Berkata ‘tidak’ pada permintaan orang lain memang tidak mudah. Karena kita pada dasarnya orang yang baik yang ingin diterima dan menyenangkan orang lain. Bahkan, di benak kita, bisa jadi kita menganggap orang yang berkata tidak adalah orang yang jahat.
Untuk memahami ini tampaknya kita perlu menggali lebih dalam lagi mengenai ‘apa itu orang yang baik’. Bukan. Bukan dalam tataran filosofis, tetapi dalam tataran praktis berikut ini.
Apakah ketika seseorang itu sibuk membantu rekan kerjanya di kantor sehingga dia mengabaikan perannya sebagai ayah, dia bisa dikatakan ‘orang baik’?
Apakah ketika seorang itu sibuk membantu koleganya, sehingga dia melupakan kinerjanya yang mengancam karirnya, dia bisa dikatakan baik? (kasus Marley).
Apakah ketika seorang itu sibuk memperhatikan kepentingan staf nya, sehingga dia mengorbankan kepentingan perusahaan untuk mendapatkan kinerja yang optimal, dia bisa dibilang baik?
Dalam ketiga pertanyaan praktikal di atas, kita menemukan bahwa berbuat baik pada satu orang bisa jadi berbuat tidak baik pada pihak lain. Disinilah kita perlu memahami ulang, apa itu ‘berbuat baik’. Yang ingin saya tawarkan, sebetulnya ini: dalam konteks MPD, maka berbuat baik sebetulnya adalah bertindak efektif.
Dalam konteks ini-lah, kita memahami bahwa berkata ‘Tidak’ itu diperlukan untuk menjaga ‘Ya’ pada berbagai peran kita yang lain. Berkata ‘Tidak’ itu diperlukan untuk menjaga keseimbangan peran kita.

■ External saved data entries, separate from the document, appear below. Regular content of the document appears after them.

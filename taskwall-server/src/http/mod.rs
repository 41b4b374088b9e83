//! HTTP surface: router assembly, shared state, and the server runner.

pub mod error;
pub mod routes;

use std::net::SocketAddr;
use std::path::PathBuf;

use axum::Router;
use tokio::net::TcpListener;
use tower_http::cors::CorsLayer;
use tower_http::trace::TraceLayer;
use tracing::info;

use crate::store::{BoardStore, StoreError};

/// Shared application state
#[derive(Clone)]
pub struct AppState {
    pub store: BoardStore,
}

/// Server configuration
#[derive(Debug, Clone)]
pub struct ServerConfig {
    /// Address to bind to
    pub bind_addr: SocketAddr,

    /// Path to the SQLite database backing the board
    pub db_path: PathBuf,

    /// Title reported for the board aggregate
    pub board_title: String,
}

#[derive(Debug, thiserror::Error)]
pub enum ServeError {
    #[error(transparent)]
    Store(#[from] StoreError),

    #[error("io error: {0}")]
    Io(#[from] std::io::Error),
}

/// Build the application router with all routes.
pub fn router(state: AppState) -> Router {
    Router::new()
        .merge(routes::health::router())
        .nest(
            "/api",
            Router::new()
                .merge(routes::board::router())
                .merge(routes::columns::router())
                .merge(routes::items::router()),
        )
        .layer(TraceLayer::new_for_http())
        .layer(CorsLayer::permissive())
        .with_state(state)
}

/// Run the HTTP server until Ctrl+C or SIGTERM.
pub async fn run_server(config: ServerConfig) -> Result<(), ServeError> {
    let store = BoardStore::connect(&config.db_path, &config.board_title).await?;

    let app = router(AppState { store });

    let listener = TcpListener::bind(config.bind_addr).await?;
    info!("listening on {}", config.bind_addr);

    axum::serve(listener, app)
        .with_graceful_shutdown(shutdown_signal())
        .await?;

    info!("server shutdown complete");
    Ok(())
}

/// Wait for shutdown signal (Ctrl+C or SIGTERM).
async fn shutdown_signal() {
    let ctrl_c = async {
        tokio::signal::ctrl_c()
            .await
            .expect("failed to install Ctrl+C handler");
    };

    #[cfg(unix)]
    let terminate = async {
        tokio::signal::unix::signal(tokio::signal::unix::SignalKind::terminate())
            .expect("failed to install SIGTERM handler")
            .recv()
            .await;
    };

    #[cfg(not(unix))]
    let terminate = std::future::pending::<()>();

    tokio::select! {
        _ = ctrl_c => {
            info!("received Ctrl+C, starting shutdown");
        }
        _ = terminate => {
            info!("received SIGTERM, starting shutdown");
        }
    }
}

Untuk bisa mendapatkan ‘Ya’ untuk hal-hal yang penting, maka kita perlu berani mengatakan ‘Tidak’ untuk yang kurang penting. Efektivitas kita dalam melakukan ini, sangat tergantung pada seberapa jernih kita memahami purpose hidup kita dan mengenal beban kerja kita. Dengan itu, kita akan memahami prioritas kita dengan jelas, dan time demand yang ada untuk bisa menyelesaikannya dengan baik. Dan pada gilirannya, produktivitas kerja dapat kita tingkatkan.

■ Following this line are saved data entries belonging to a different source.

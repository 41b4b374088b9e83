//! Item endpoints, always scoped to their owning column.

use axum::extract::{Path, State};
use axum::http::StatusCode;
use axum::routing::get;
use axum::{Json, Router};

use taskwall_core::codec;
use taskwall_core::model::Item;

use crate::http::error::{ApiError, ApiResult};
use crate::http::AppState;

/// GET /api/columns/{id}/items - items of one column, ordered by position
async fn list_items(
    State(state): State<AppState>,
    Path(column_id): Path<i64>,
) -> ApiResult<Json<Vec<Item>>> {
    let items = state.store.items(column_id).await?;
    Ok(Json(items))
}

/// POST /api/columns/{id}/items - create an item; the store assigns the
/// timestamp
async fn create_item(
    State(state): State<AppState>,
    Path(column_id): Path<i64>,
    body: String,
) -> ApiResult<(StatusCode, Json<Item>)> {
    let draft = codec::item_from_json(&body)?;
    let item = state
        .store
        .create_item(column_id, &draft.title, draft.position)
        .await?;

    Ok((StatusCode::CREATED, Json(item)))
}

/// GET /api/columns/{id}/items/{item_id}
async fn get_item(
    State(state): State<AppState>,
    Path((column_id, item_id)): Path<(i64, i64)>,
) -> ApiResult<Json<Item>> {
    let item = state
        .store
        .item(column_id, item_id)
        .await?
        .ok_or(ApiError::NotFound {
            resource: "item",
            id: item_id,
        })?;

    Ok(Json(item))
}

/// PUT /api/columns/{id}/items/{item_id} - replace title/position and
/// refresh the timestamp
async fn update_item(
    State(state): State<AppState>,
    Path((column_id, item_id)): Path<(i64, i64)>,
    body: String,
) -> ApiResult<Json<Item>> {
    let draft = codec::item_from_json(&body)?;
    let item = state
        .store
        .update_item(column_id, item_id, &draft.title, draft.position)
        .await?
        .ok_or(ApiError::NotFound {
            resource: "item",
            id: item_id,
        })?;

    Ok(Json(item))
}

/// DELETE /api/columns/{id}/items/{item_id} - idempotent
async fn delete_item(
    State(state): State<AppState>,
    Path((column_id, item_id)): Path<(i64, i64)>,
) -> ApiResult<StatusCode> {
    state.store.delete_item(column_id, item_id).await?;
    Ok(StatusCode::NO_CONTENT)
}

pub fn router() -> Router<AppState> {
    Router::new()
        .route("/columns/{id}/items", get(list_items).post(create_item))
        .route(
            "/columns/{id}/items/{item_id}",
            get(get_item).put(update_item).delete(delete_item),
        )
}
//! taskwall-server: SQLite-backed board store and its HTTP API.
//!
//! The store is the sole owner of the connection pool and the only
//! place SQL lives; the http module maps routes onto it and typed
//! errors onto status codes.

pub mod http;
pub mod store;

pub use http::{run_server, AppState, ServerConfig};
pub use store::{BoardStore, StoreError};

Disini perlu kesiapan untuk menjadi tidak populer, demi tercapainya berbagai kepentingan dengan seimbang. Skill selanjutnya yang perlu dikembangkan adalah kemampuan untuk bisa dengan cara yang tepat menolak permintaan seseorang tanpa menyinggung harga dirinya. Ini perlu latihan untuk bisa berbicara dengan tenang dan menjelaskan alasan dengan tidak.

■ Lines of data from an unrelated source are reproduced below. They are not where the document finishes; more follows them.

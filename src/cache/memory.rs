//! In-Memory Cache Module
//!
//! Shares a [`BoundedStore`] between concurrent callers behind a single
//! exclusive lock and exposes it through the [`Cache`] trait.

use std::sync::Arc;
use std::time::Duration;

use async_trait::async_trait;
use serde_json::Value;
use tokio::sync::Mutex;

use crate::cache::facade::spawn_detached;
use crate::cache::{BoundedStore, Cache, CacheStats};
use crate::error::Result;

// == Memory Cache ==
/// Thread-safe bounded LRU/TTL cache.
///
/// Cloning yields another handle to the same store. Every operation is a
/// short critical section over the key index and recency list together.
#[derive(Clone)]
pub struct MemoryCache {
    store: Arc<Mutex<BoundedStore<Value>>>,
}

impl MemoryCache {
    // == Constructor ==
    /// Creates a cache holding at most `max_entries` entries.
    pub fn new(max_entries: usize) -> Result<Self> {
        Ok(Self {
            store: Arc::new(Mutex::new(BoundedStore::new(max_entries)?)),
        })
    }

    /// Returns current cache statistics.
    pub async fn stats(&self) -> CacheStats {
        self.store.lock().await.stats()
    }

    /// Returns the number of stored entries.
    pub async fn len(&self) -> usize {
        self.store.lock().await.len()
    }

    pub async fn is_empty(&self) -> bool {
        self.store.lock().await.is_empty()
    }
}

#[async_trait]
impl Cache for MemoryCache {
    async fn set(&self, key: &str, value: Value, ttl: Duration) -> Result<()> {
        self.store.lock().await.set(key, value, ttl);
        Ok(())
    }

    async fn get(&self, key: &str) -> Result<Value> {
        self.store.lock().await.get(key)
    }

    async fn delete(&self, key: &str) -> Result<()> {
        self.store.lock().await.delete(key)
    }

    fn async_set(&self, key: String, value: Value, ttl: Duration) {
        let cache = self.clone();
        let task_key = key.clone();
        spawn_detached("set", key, async move {
            cache.set(&task_key, value, ttl).await
        });
    }

    fn async_delete(&self, key: String) {
        let cache = self.clone();
        let task_key = key.clone();
        spawn_detached("delete", key, async move { cache.delete(&task_key).await });
    }
}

Namun, sebetulnya kita tidak punya alternatif yang lebih baik. Khususnya karena kredibilitas kita justru dipertanyakan ketika kita mudah berkata ‘Ya’, tetapi tidak berhasil memenuhi komitmen kita tersebut. Jadi jangan ragu berkata ‘Tidak’ demi didapatnya ‘Ya’ yang lain, Ya kan?